Alternative liability theories in slip and fall cases.
A potential client enters your office and tells you she broke her leg when she fell at the ABC Supermarket. You begin screening the viability of the case by asking what caused the fall.
If you're familiar with slip and fall cases, you know the client could respond with one of several replies: "I don't know," "I fell in this huge puddle of water that looked like it was coming out from under a refrigerated case where they store the meats," or "I fell on some trash. I think that it was a paper cup."
If her answer points to water or trash, you ask, "How long was it on the floor?" More often than not, the client will tell you she has no idea. Don't despair. In some cases, time is not an issue. For example, if the water was streaming from a refrigerated case, the defendant store was responsible for putting the water on the floor. It doesn't matter how long it was there.
However, in some cases--such as when a customer rather than a store employee caused the hazardous condition--time is an issue. In these cases, the plaintiff has to prove the defendant had actual or constructive knowledge of the dangerous condition. Constructive knowledge may be inferred from either the amount of time a substance has been on the floor or the fact that the condition occurred with such frequency that the owner should have known about it.(1)
When you cannot show how long a substance was on the floor or how it got there, you can prove your client's case using alternative liability theories based on negligent method of operation or negligent maintenance.
These theories provide a basis for liability either where the defendant, through its repeated conduct, has created a dangerous condition (negligent method of operation) or where the defendant has not cleaned up a dangerous condition, which may not have been caused by the defendant (negligent maintenance).
The court should recognize both theories as separate from the requirements of actual or constructive notice.(2) The key issue is foreseeability: Did the defendant, given the circumstances, have a reasonable opportunity to foresee the accident?
Courts have held that the negligent method of operation theory applies when
* a racetrack sold bottled drinks and told its patrons to leave the empty bottles anywhere;(3)
* a grocery store used ice to chill produce and when the ice melted, the water leaked onto the floor;(4)
* a grocery store served meat samples to customers, some of whom dropped them on the floor;(5)
* a grocery store chain sold greens from self-serve bins, and customers dropped the vegetables on the floor;(6)
* a store sold avocado juice and allowed customers to consume the beverage as they shopped, resulting in spills;(7) and
* a discount department store chain allowed a McDonald's to sell food in an area adjoining the store.(8)
Some courts use a two-step analysis to determine whether the negligent method of operation theory applies. First, the plaintiff must prove that the method of operation is inherently dangerous or that the operation is being conducted in a negligent manner. Second, the plaintiff must show that the condition of the floor was created as a result of the negligence.

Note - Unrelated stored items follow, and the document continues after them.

//! Conversion of provider payloads into canonical events.
//!
//! Provider objects are deserialized into small typed structs with every
//! field optional, then validated here so that a missing identifier and a
//! missing required field produce distinct errors.

use chrono::{DateTime, Utc};
use common::{Currency, IdempotencyKey, Metadata};
use serde::Deserialize;
use thiserror::Error;

use crate::event::{CanonicalEvent, OrderCreated, OrderUpdated, PaymentConfirmed};

pub const CHECKOUT_SESSION_COMPLETED: &str = "checkout.session.completed";
pub const PAYMENT_INTENT_SUCCEEDED: &str = "payment_intent.succeeded";
pub const INVOICE_PAYMENT_SUCCEEDED: &str = "invoice.payment_succeeded";

/// Errors raised while turning a provider payload into a canonical event.
#[derive(Debug, Error)]
pub enum NormalizeError {
    /// The field that becomes the idempotency key is absent.
    #[error("{provider_event_type} is missing identifier field {field}")]
    MissingIdentifier {
        provider_event_type: String,
        field: &'static str,
    },

    /// Another required field is absent.
    #[error("{provider_event_type} is missing required field {field}")]
    MissingField {
        provider_event_type: String,
        field: &'static str,
    },

    /// The payload does not have the expected shape.
    #[error("Invalid provider payload: {0}")]
    InvalidPayload(String),
}

/// The provider's outer event envelope.
#[derive(Debug, Clone, Deserialize)]
pub struct ProviderEvent {
    pub id: String,
    #[serde(rename = "type")]
    pub event_type: String,
    pub created: i64,
    pub data: ProviderEventData,
    #[serde(default)]
    pub livemode: Option<bool>,
}

#[derive(Debug, Clone, Deserialize)]
pub struct ProviderEventData {
    pub object: serde_json::Value,
}

impl ProviderEvent {
    /// Parses a raw webhook body, requiring `id`, `type`, `created` and `data.object`.
    pub fn parse(body: &[u8]) -> Result<Self, serde_json::Error> {
        serde_json::from_slice(body)
    }

    /// Test-mode events carry `livemode: false`. An absent flag counts as live.
    pub fn is_test_event(&self) -> bool {
        self.livemode == Some(false)
    }

    pub fn occurred_at(&self) -> Result<DateTime<Utc>, NormalizeError> {
        DateTime::from_timestamp(self.created, 0).ok_or_else(|| {
            NormalizeError::InvalidPayload(format!("created {} is out of range", self.created))
        })
    }
}

#[derive(Debug, Default, Deserialize)]
struct CustomerDetails {
    email: Option<String>,
}

#[derive(Debug, Deserialize)]
struct CheckoutSession {
    id: Option<String>,
    payment_intent: Option<String>,
    customer: Option<String>,
    customer_details: Option<CustomerDetails>,
    amount_total: Option<i64>,
    currency: Option<String>,
    metadata: Option<Metadata>,
}

#[derive(Debug, Deserialize)]
struct PaymentIntent {
    id: Option<String>,
    amount: Option<i64>,
    currency: Option<String>,
    customer: Option<String>,
    receipt_email: Option<String>,
    metadata: Option<Metadata>,
}

#[derive(Debug, Deserialize)]
struct Invoice {
    id: Option<String>,
    customer: Option<String>,
    subscription: Option<String>,
    amount_paid: Option<i64>,
    currency: Option<String>,
    metadata: Option<Metadata>,
}

/// Maps the three supported provider event types to canonical events.
#[derive(Debug, Clone, Copy, Default)]
pub struct EventNormalizer;

impl EventNormalizer {
    pub fn new() -> Self {
        Self
    }

    /// Normalizes a parsed provider event.
    pub fn normalize_event(
        &self,
        event: &ProviderEvent,
    ) -> Result<Option<CanonicalEvent>, NormalizeError> {
        self.normalize(&event.event_type, &event.data.object, event.occurred_at()?)
    }

    /// Returns `Ok(None)` for provider types this pipeline does not handle.
    pub fn normalize(
        &self,
        provider_event_type: &str,
        data_object: &serde_json::Value,
        occurred_at: DateTime<Utc>,
    ) -> Result<Option<CanonicalEvent>, NormalizeError> {
        let event: CanonicalEvent = match provider_event_type {
            CHECKOUT_SESSION_COMPLETED => {
                let session: CheckoutSession = decode(data_object)?;
                checkout_completed(provider_event_type, session, occurred_at)?.into()
            }
            PAYMENT_INTENT_SUCCEEDED => {
                let intent: PaymentIntent = decode(data_object)?;
                payment_succeeded(provider_event_type, intent, occurred_at)?.into()
            }
            INVOICE_PAYMENT_SUCCEEDED => {
                let invoice: Invoice = decode(data_object)?;
                invoice_paid(provider_event_type, invoice, occurred_at)?.into()
            }
            other => {
                tracing::debug!(provider_event_type = other, "Ignoring unhandled provider event");
                return Ok(None);
            }
        };

        Ok(Some(event))
    }
}

fn decode<T: serde::de::DeserializeOwned>(object: &serde_json::Value) -> Result<T, NormalizeError> {
    T::deserialize(object).map_err(|e| NormalizeError::InvalidPayload(e.to_string()))
}

fn identifier(
    kind: &str,
    value: Option<String>,
    field: &'static str,
) -> Result<IdempotencyKey, NormalizeError> {
    value
        .filter(|v| !v.is_empty())
        .map(IdempotencyKey::new)
        .ok_or_else(|| NormalizeError::MissingIdentifier {
            provider_event_type: kind.to_string(),
            field,
        })
}

fn required<T>(kind: &str, value: Option<T>, field: &'static str) -> Result<T, NormalizeError> {
    value.ok_or_else(|| NormalizeError::MissingField {
        provider_event_type: kind.to_string(),
        field,
    })
}

fn currency(code: String) -> Result<Currency, NormalizeError> {
    Currency::parse(&code).map_err(|e| NormalizeError::InvalidPayload(e.to_string()))
}

fn checkout_completed(
    kind: &str,
    session: CheckoutSession,
    timestamp: DateTime<Utc>,
) -> Result<OrderCreated, NormalizeError> {
    let session_id = identifier(kind, session.id, "id")?;
    let customer_email = session.customer_details.unwrap_or_default().email;

    Ok(OrderCreated {
        session_id,
        payment_intent_id: session.payment_intent,
        customer_email: required(kind, customer_email, "customer_details.email")?,
        customer_id: session.customer,
        amount_total: required(kind, session.amount_total, "amount_total")?,
        currency: currency(required(kind, session.currency, "currency")?)?,
        metadata: session.metadata.unwrap_or_default(),
        timestamp,
    })
}

fn payment_succeeded(
    kind: &str,
    intent: PaymentIntent,
    timestamp: DateTime<Utc>,
) -> Result<PaymentConfirmed, NormalizeError> {
    let payment_intent_id = identifier(kind, intent.id, "id")?;

    Ok(PaymentConfirmed {
        payment_intent_id,
        amount: required(kind, intent.amount, "amount")?,
        currency: currency(required(kind, intent.currency, "currency")?)?,
        customer_id: required(kind, intent.customer, "customer")?,
        receipt_email: intent.receipt_email,
        metadata: intent.metadata.unwrap_or_default(),
        timestamp,
    })
}

fn invoice_paid(
    kind: &str,
    invoice: Invoice,
    timestamp: DateTime<Utc>,
) -> Result<OrderUpdated, NormalizeError> {
    let invoice_id = identifier(kind, invoice.id, "id")?;

    Ok(OrderUpdated {
        invoice_id,
        customer_id: invoice.customer,
        subscription_id: invoice.subscription,
        amount_paid: invoice.amount_paid,
        currency: invoice.currency.map(currency).transpose()?,
        metadata: invoice.metadata.unwrap_or_default(),
        timestamp,
    })
}
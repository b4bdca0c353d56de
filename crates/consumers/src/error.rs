//! Consumer error types.

use std::time::Duration;

use domain::{EnvelopeError, OrderError};
use fanout::{NotifyError, SecretsError};
use thiserror::Error;

/// Errors that fail a single batch item.
#[derive(Debug, Error)]
pub enum HandlerError {
    /// The queued body could not be decoded.
    #[error("Envelope error: {0}")]
    Envelope(#[from] EnvelopeError),

    /// Applying the event to the order failed.
    #[error("Order error: {0}")]
    Order(#[from] OrderError),

    /// The notifier failed.
    #[error("Notification error: {0}")]
    Notify(#[from] NotifyError),

    /// A secret the handler needs is unavailable.
    #[error("Secrets error: {0}")]
    Secrets(#[from] SecretsError),

    /// The handler did not finish within the per-item deadline.
    #[error("Handler {handler} timed out after {timeout:?}")]
    Timeout {
        handler: &'static str,
        timeout: Duration,
    },
}

/// Result type for handler operations.
pub type Result<T> = std::result::Result<T, HandlerError>;
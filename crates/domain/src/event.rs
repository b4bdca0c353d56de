//! Canonical events published on the fan-out channel.

use chrono::{DateTime, Utc};
use common::{Currency, IdempotencyKey, Metadata};
use serde::{Deserialize, Serialize};

/// Routing value of the `event_type` attribute.
#[derive(Debug, Clone, Copy, PartialEq, Eq, Hash, Serialize, Deserialize)]
#[serde(rename_all = "snake_case")]
pub enum EventType {
    OrderCreated,
    PaymentConfirmed,
    OrderUpdated,
}

impl EventType {
    pub const ALL: [EventType; 3] = [
        EventType::OrderCreated,
        EventType::PaymentConfirmed,
        EventType::OrderUpdated,
    ];

    /// Returns the wire name.
    pub fn as_str(&self) -> &'static str {
        match self {
            EventType::OrderCreated => "order_created",
            EventType::PaymentConfirmed => "payment_confirmed",
            EventType::OrderUpdated => "order_updated",
        }
    }

    /// Parses a wire name. Unknown names are `None`.
    pub fn parse(value: &str) -> Option<Self> {
        Self::ALL.into_iter().find(|t| t.as_str() == value)
    }
}

impl std::fmt::Display for EventType {
    fn fmt(&self, f: &mut std::fmt::Formatter<'_>) -> std::fmt::Result {
        f.write_str(self.as_str())
    }
}

/// A checkout session completed.
#[derive(Debug, Clone, PartialEq, Serialize, Deserialize)]
pub struct OrderCreated {
    pub session_id: IdempotencyKey,
    pub payment_intent_id: Option<String>,
    pub customer_email: String,
    pub customer_id: Option<String>,
    /// Minor units.
    pub amount_total: i64,
    pub currency: Currency,
    #[serde(default)]
    pub metadata: Metadata,
    #[serde(with = "chrono::serde::ts_seconds")]
    pub timestamp: DateTime<Utc>,
}

/// A payment intent succeeded.
#[derive(Debug, Clone, PartialEq, Serialize, Deserialize)]
pub struct PaymentConfirmed {
    pub payment_intent_id: IdempotencyKey,
    /// Minor units.
    pub amount: i64,
    pub currency: Currency,
    pub customer_id: String,
    #[serde(default, skip_serializing_if = "Option::is_none")]
    pub receipt_email: Option<String>,
    #[serde(default)]
    pub metadata: Metadata,
    #[serde(with = "chrono::serde::ts_seconds")]
    pub timestamp: DateTime<Utc>,
}

/// A subscription invoice was paid.
#[derive(Debug, Clone, PartialEq, Serialize, Deserialize)]
pub struct OrderUpdated {
    pub invoice_id: IdempotencyKey,
    pub customer_id: Option<String>,
    pub subscription_id: Option<String>,
    /// Minor units.
    pub amount_paid: Option<i64>,
    pub currency: Option<Currency>,
    #[serde(default)]
    pub metadata: Metadata,
    #[serde(with = "chrono::serde::ts_seconds")]
    pub timestamp: DateTime<Utc>,
}

/// The internal representation of a provider notification.
///
/// Serialized flat with an `event_type` tag, e.g.
/// `{"event_type":"order_created","session_id":"cs_1",...,"timestamp":1700000000}`.
#[derive(Debug, Clone, PartialEq, Serialize, Deserialize)]
#[serde(tag = "event_type", rename_all = "snake_case")]
pub enum CanonicalEvent {
    OrderCreated(OrderCreated),
    PaymentConfirmed(PaymentConfirmed),
    OrderUpdated(OrderUpdated),
}

impl CanonicalEvent {
    pub fn event_type(&self) -> EventType {
        match self {
            CanonicalEvent::OrderCreated(_) => EventType::OrderCreated,
            CanonicalEvent::PaymentConfirmed(_) => EventType::PaymentConfirmed,
            CanonicalEvent::OrderUpdated(_) => EventType::OrderUpdated,
        }
    }

    /// The provider identifier downstream consumers deduplicate on.
    pub fn idempotency_key(&self) -> &IdempotencyKey {
        match self {
            CanonicalEvent::OrderCreated(e) => &e.session_id,
            CanonicalEvent::PaymentConfirmed(e) => &e.payment_intent_id,
            CanonicalEvent::OrderUpdated(e) => &e.invoice_id,
        }
    }

    /// When the provider says the event happened.
    pub fn occurred_at(&self) -> DateTime<Utc> {
        match self {
            CanonicalEvent::OrderCreated(e) => e.timestamp,
            CanonicalEvent::PaymentConfirmed(e) => e.timestamp,
            CanonicalEvent::OrderUpdated(e) => e.timestamp,
        }
    }

    pub fn metadata(&self) -> &Metadata {
        match self {
            CanonicalEvent::OrderCreated(e) => &e.metadata,
            CanonicalEvent::PaymentConfirmed(e) => &e.metadata,
            CanonicalEvent::OrderUpdated(e) => &e.metadata,
        }
    }

    /// Serializes the event as a message body.
    pub fn to_json(&self) -> Result<String, serde_json::Error> {
        serde_json::to_string(self)
    }
}

impl From<OrderCreated> for CanonicalEvent {
    fn from(e: OrderCreated) -> Self {
        CanonicalEvent::OrderCreated(e)
    }
}

impl From<PaymentConfirmed> for CanonicalEvent {
    fn from(e: PaymentConfirmed) -> Self {
        CanonicalEvent::PaymentConfirmed(e)
    }
}

impl From<OrderUpdated> for CanonicalEvent {
    fn from(e: OrderUpdated) -> Self {
        CanonicalEvent::OrderUpdated(e)
    }
}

A word of caution: Some courts have held that the negligent method of operation theory applies only to a specific type of facility such as an arena where masses of people are expected. These rulings seem to specifically exclude supermarkets and make distinctions without differences. There is no real reason to carve out most cases from this rule, but some courts seem anxious to do so.(9)
In a recent case in which judgment for the plaintiff was affirmed, the appellate court held that evidence that a trash can was repeatedly overflowing was admissible to prove foreseeability and that a condition occurring with sufficient "regularity" is an alternative to proving that the defendant had notice.(10)
The theory of negligent maintenance can be used where the dangerous condition --even if caused by an outside source--either occurs often or is allowed by the defendant to occur. For example, the defendant store owner may be guilty of negligent maintenance when an area of the floor is constantly getting wet from a source the defendant does not control, and the defendant fails to clean it up. A customer should be able to bring a claim without proving how long the substance was on the floor.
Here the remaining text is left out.